Ms. Yellen played a central role in the rescue effort that was undertaken in the last week, ultimately declaring that Silicon Valley Bank posed a “systemic” threat to the economy. That determination opened the door to the Federal Reserve and the Federal Deposit Insurance Corporation guaranteeing the uninsured deposits at the failing banks.
On Thursday, Ms. Yellen explained that because of the nature of the run on Silicon Valley Bank, she and other regulators feared that the unease could spread and cause other banks to face similar outflows of cash.

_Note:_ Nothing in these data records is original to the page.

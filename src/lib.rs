//! # socialmeter
//!
//! Composable sentiment-classification pipelines for social media text.
//!
//! A [`Pipeline`] moves each post through five stages in fixed order:
//! input → preprocess → feature extraction → classification → output. Every
//! stage holds an ordered list of interchangeable modules; attaching a module
//! extends the pipeline's output [`Schema`](types::Schema), which all stages
//! share.
//!
//! ## Features
//!
//! - **Discretized features**: bucket raw feature values with a small
//!   range-rule language (`"0_2"`, `"3<"`, `"-1-1"`)
//! - **Declarative pipelines**: build from a JSON [`PipelineSpec`] with
//!   every problem reported at once by the [`ValidationEngine`]
//! - **Validation harness**: stratified k-fold cross-validation, pipeline
//!   comparison and parallel grid search
//! - **Deep copies**: clone a pipeline's topology for side-by-side
//!   experiments

pub mod classify;
pub mod discretize;
pub mod errors;
pub mod evaluation;
pub mod features;
pub mod io;
pub mod nlp;
pub mod pipeline;
pub mod types;

// Re-export commonly used types
pub use errors::{Result, SocialMeterError};
pub use types::{Item, Record, Schema, Value};

pub use classify::{GaussianNaiveBayes, KNearestNeighbors, LabelMapping, ParamMap, ParamValue};
pub use discretize::{DiscreteRule, Discretizer};
pub use evaluation::{CrossValidationReport, CrossValidator, GridSearch, KFold};
pub use features::Feature;
pub use io::Corpus;
pub use pipeline::error_code::ErrorCode;
pub use pipeline::errors::{PipelineRuntimeError, PipelineSpecError};
pub use pipeline::spec::PipelineSpec;
pub use pipeline::validation::{ValidationEngine, ValidationReport};
pub use pipeline::{Pipeline, RunSummary, SpecPipelineBuilder, StageType};

/// Library version
pub const VERSION: &str = env!("CARGO_PKG_VERSION");
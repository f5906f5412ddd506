//! Stage-boundary observation.
//!
//! [`Pipeline::dispatch_with`](super::runner::Pipeline::dispatch_with) and
//! friends call a [`PipelineObserver`] before and after each stage an item
//! passes through. [`NoopObserver`] compiles down to nothing;
//! [`StageTimingObserver`] records a [`StageReport`] per stage.

use std::time::{Duration, Instant};

use super::traits::StageType;

/// What happened to an item in one stage.
#[derive(Debug, Clone, Copy, PartialEq, Eq)]
pub enum StageOutcome {
    /// The item continues to the next stage.
    Passed,
    /// A module returned `None`; the item went no further.
    Consumed,
    /// A module returned an error.
    Failed,
}

/// Measurements for one stage of one item.
#[derive(Debug, Clone, PartialEq)]
pub struct StageReport {
    elapsed: Duration,
    outcome: StageOutcome,
    modules: Option<usize>,
}

impl StageReport {
    pub fn new(elapsed: Duration, outcome: StageOutcome) -> Self {
        Self {
            elapsed,
            outcome,
            modules: None,
        }
    }

    pub fn elapsed(&self) -> Duration {
        self.elapsed
    }

    pub fn outcome(&self) -> StageOutcome {
        self.outcome
    }

    /// Number of modules in the stage's link, when reported.
    pub fn modules(&self) -> Option<usize> {
        self.modules
    }
}

/// Builder for reports carrying optional metrics.
#[derive(Debug, Clone)]
pub struct StageReportBuilder {
    report: StageReport,
}

impl StageReportBuilder {
    pub fn new(elapsed: Duration, outcome: StageOutcome) -> Self {
        Self {
            report: StageReport::new(elapsed, outcome),
        }
    }

    pub fn modules(mut self, n: usize) -> Self {
        self.report.modules = Some(n);
        self
    }

    pub fn build(self) -> StageReport {
        self.report
    }
}

/// Wall-clock timer for one stage.
#[derive(Debug, Clone, Copy)]
pub struct StageClock(Instant);

impl StageClock {
    pub fn start() -> Self {
        Self(Instant::now())
    }

    pub fn elapsed(&self) -> Duration {
        self.0.elapsed()
    }
}

/// Receives stage-boundary callbacks during dispatch.
///
/// All methods default to no-ops, so implementors override only what they
/// need.
pub trait PipelineObserver {
    fn on_stage_start(&mut self, _stage: StageType) {}

    fn on_stage_end(&mut self, _stage: StageType, _report: &StageReport) {}
}

/// Observer that ignores every callback.
#[derive(Debug, Clone, Copy, Default)]
pub struct NoopObserver;

impl PipelineObserver for NoopObserver {}

/// Observer that keeps every stage report in arrival order.
#[derive(Debug, Clone, Default)]
pub struct StageTimingObserver {
    reports: Vec<(StageType, StageReport)>,
}

impl StageTimingObserver {
    pub fn new() -> Self {
        Self::default()
    }

    pub fn reports(&self) -> &[(StageType, StageReport)] {
        &self.reports
    }

    /// Total time spent in `stage` across all recorded items.
    pub fn total(&self, stage: StageType) -> Duration {
        self.reports
            .iter()
            .filter(|(s, _)| *s == stage)
            .map(|(_, r)| r.elapsed())
            .sum()
    }

    pub fn clear(&mut self) {
        self.reports.clear();
    }
}

impl PipelineObserver for StageTimingObserver {
    fn on_stage_end(&mut self, stage: StageType, report: &StageReport) {
        self.reports.push((stage, report.clone()));
    }
}

#[cfg(test)]
mod tests {
    use super::*;

    #[test]
    fn test_timing_observer_records_in_order() {
        let mut obs = StageTimingObserver::new();
        for stage in [StageType::Input, StageType::Classify] {
            obs.on_stage_start(stage);
            let report = StageReportBuilder::new(Duration::from_millis(2), StageOutcome::Passed)
                .modules(1)
                .build();
            obs.on_stage_end(stage, &report);
        }
        let stages: Vec<StageType> = obs.reports().iter().map(|(s, _)| *s).collect();
        assert_eq!(stages, vec![StageType::Input, StageType::Classify]);
        assert_eq!(obs.reports()[0].1.modules(), Some(1));
        assert_eq!(obs.total(StageType::Classify), Duration::from_millis(2));
    }

    #[test]
    fn test_clock_is_monotonic() {
        let clock = StageClock::start();
        let a = clock.elapsed();
        let b = clock.elapsed();
        assert!(b >= a);
    }
}
//! K-Nearest Neighbors classifier
//!
//! Majority vote over the `n_neighbors` closest training rows, optionally
//! weighted by inverse distance.

use std::cmp::Ordering;
use std::collections::{BTreeMap, BinaryHeap};

use ndarray::{Array2, ArrayView1};
use serde::{Deserialize, Serialize};

use crate::errors::{Result, SocialMeterError};
use crate::pipeline::traits::ClassifierBackend;

use super::{bad_param, training_matrix, ParamMap, ParamValue};

/// Distance metric for KNN
#[derive(Debug, Clone, Copy, PartialEq, Eq, Default, Serialize, Deserialize)]
#[serde(rename_all = "snake_case")]
pub enum DistanceMetric {
    /// Euclidean distance (L2)
    #[default]
    Euclidean,
    /// Manhattan distance (L1)
    Manhattan,
}

impl DistanceMetric {
    fn as_str(&self) -> &'static str {
        match self {
            DistanceMetric::Euclidean => "euclidean",
            DistanceMetric::Manhattan => "manhattan",
        }
    }
}

/// Weighting scheme for neighbors
#[derive(Debug, Clone, Copy, PartialEq, Eq, Default, Serialize, Deserialize)]
#[serde(rename_all = "snake_case")]
pub enum WeightScheme {
    /// All neighbors have equal weight
    #[default]
    Uniform,
    /// Closer neighbors have more weight (inverse distance)
    Distance,
}

impl WeightScheme {
    fn as_str(&self) -> &'static str {
        match self {
            WeightScheme::Uniform => "uniform",
            WeightScheme::Distance => "distance",
        }
    }
}

/// K-Nearest Neighbors Classifier
#[derive(Debug, Clone)]
pub struct KNearestNeighbors {
    n_neighbors: usize,
    metric: DistanceMetric,
    weights: WeightScheme,
    /// `(samples, features)`; empty until fitted
    x_train: Array2<f64>,
    y_train: Vec<String>,
}

impl Default for KNearestNeighbors {
    fn default() -> Self {
        Self::new()
    }
}

impl KNearestNeighbors {
    pub fn new() -> Self {
        Self {
            n_neighbors: 5,
            metric: DistanceMetric::Euclidean,
            weights: WeightScheme::Uniform,
            x_train: Array2::zeros((0, 0)),
            y_train: Vec::new(),
        }
    }

    pub fn with_k(mut self, k: usize) -> Self {
        self.n_neighbors = k.max(1);
        self
    }

    pub fn with_weights(mut self, weights: WeightScheme) -> Self {
        self.weights = weights;
        self
    }

    pub fn with_metric(mut self, metric: DistanceMetric) -> Self {
        self.metric = metric;
        self
    }
}

/// Max-heap entry for partial sort (keeps k smallest distances)
#[derive(PartialEq)]
struct DistIdx(f64, usize);

impl Eq for DistIdx {}
impl PartialOrd for DistIdx {
    fn partial_cmp(&self, other: &Self) -> Option<Ordering> {
        Some(self.cmp(other))
    }
}
impl Ord for DistIdx {
    fn cmp(&self, other: &Self) -> Ordering {
        self.0
            .partial_cmp(&other.0)
            .unwrap_or(Ordering::Equal)
            .then(self.1.cmp(&other.1))
    }
}

fn compute_distance(a: ArrayView1<f64>, b: ArrayView1<f64>, metric: DistanceMetric) -> f64 {
    let diff = &a - &b;
    match metric {
        DistanceMetric::Euclidean => diff.dot(&diff).sqrt(),
        DistanceMetric::Manhattan => diff.mapv(f64::abs).sum(),
    }
}

impl ClassifierBackend for KNearestNeighbors {
    fn name(&self) -> &str {
        "knn"
    }

    fn fit(&mut self, features: &[Vec<f64>], labels: &[String]) -> Result<()> {
        self.x_train = training_matrix(features, labels)?;
        self.y_train = labels.to_vec();
        Ok(())
    }

    fn predict_one(&self, row: &[f64]) -> Result<String> {
        if !self.is_fitted() {
            return Err(SocialMeterError::not_trained("knn has not been fitted"));
        }
        let width = self.x_train.ncols();
        if row.len() != width {
            return Err(SocialMeterError::data(format!(
                "expected {width} features, got {}",
                row.len()
            )));
        }

        // Find k nearest using a max-heap, O(n log k)
        let row = ArrayView1::from(row);
        let k = self.n_neighbors.min(self.x_train.nrows());
        let mut heap = BinaryHeap::with_capacity(k + 1);
        for (i, train) in self.x_train.rows().into_iter().enumerate() {
            let dist = compute_distance(row, train, self.metric);
            if heap.len() < k {
                heap.push(DistIdx(dist, i));
            } else if let Some(top) = heap.peek() {
                if dist < top.0 {
                    heap.pop();
                    heap.push(DistIdx(dist, i));
                }
            }
        }

        // Weighted vote; BTreeMap order makes ties resolve to the smallest label.
        let mut votes: BTreeMap<&str, f64> = BTreeMap::new();
        for DistIdx(dist, i) in heap {
            let weight = match self.weights {
                WeightScheme::Uniform => 1.0,
                WeightScheme::Distance => 1.0 / (dist + 1e-10),
            };
            *votes.entry(self.y_train[i].as_str()).or_insert(0.0) += weight;
        }
        votes
            .into_iter()
            .fold(None::<(&str, f64)>, |best, (label, w)| match best {
                Some((_, bw)) if w <= bw => best,
                _ => Some((label, w)),
            })
            .map(|(label, _)| label.to_string())
            .ok_or_else(|| SocialMeterError::backend("knn found no neighbors"))
    }

    fn set_param(&mut self, name: &str, value: &ParamValue) -> Result<()> {
        match name {
            "n_neighbors" => match value.as_usize() {
                Some(k) if k >= 1 => self.n_neighbors = k,
                _ => return Err(bad_param(self.name(), name, value, "an integer >= 1")),
            },
            "weights" => {
                self.weights = match value.as_str() {
                    Some("uniform") => WeightScheme::Uniform,
                    Some("distance") => WeightScheme::Distance,
                    _ => {
                        return Err(bad_param(self.name(), name, value, "'uniform' or 'distance'"))
                    }
                }
            }
            "metric" => {
                self.metric = match value.as_str() {
                    Some("euclidean") => DistanceMetric::Euclidean,
                    Some("manhattan") => DistanceMetric::Manhattan,
                    _ => {
                        return Err(bad_param(
                            self.name(),
                            name,
                            value,
                            "'euclidean' or 'manhattan'",
                        ))
                    }
                }
            }
            other => {
                return Err(SocialMeterError::invalid_config(format!(
                    "knn has no parameter '{other}'"
                )))
            }
        }
        Ok(())
    }

    fn params(&self) -> ParamMap {
        let mut params = ParamMap::new();
        params.insert("n_neighbors".into(), ParamValue::Int(self.n_neighbors as i64));
        params.insert("weights".into(), ParamValue::Text(self.weights.as_str().into()));
        params.insert("metric".into(), ParamValue::Text(self.metric.as_str().into()));
        params
    }

    fn is_fitted(&self) -> bool {
        self.x_train.nrows() > 0
    }

    fn boxed_clone(&self) -> Box<dyn ClassifierBackend> {
        Box::new(self.clone())
    }
}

Despite those actions, Ms. Yellen said that the United State was not taking a step in the direction of nationalizing the banking system. Although there have been suggestions that all of the nation’s deposits are effectively being insured — rather than those under $250,000 — the Treasury secretary made clear that any such guarantees would have to be approved by federal regulators and the Biden administration.
The collapse of the banks and the ensuing market turmoil have led to finger pointing over whether the a 2018 rollback of some of the financial regulations in the Dodd-Frank Act was responsible for the bank failures.
Republicans on the committee also previewed potential political attacks, arguing that Mr. Biden’s spending policies fueled inflation and created the need for the Federal Reserve to raise interest rates. That, they argued, destabilized Silicon Valley Bank by causing the value of its long-dated Treasury bonds and mortgage bonds to be eroded.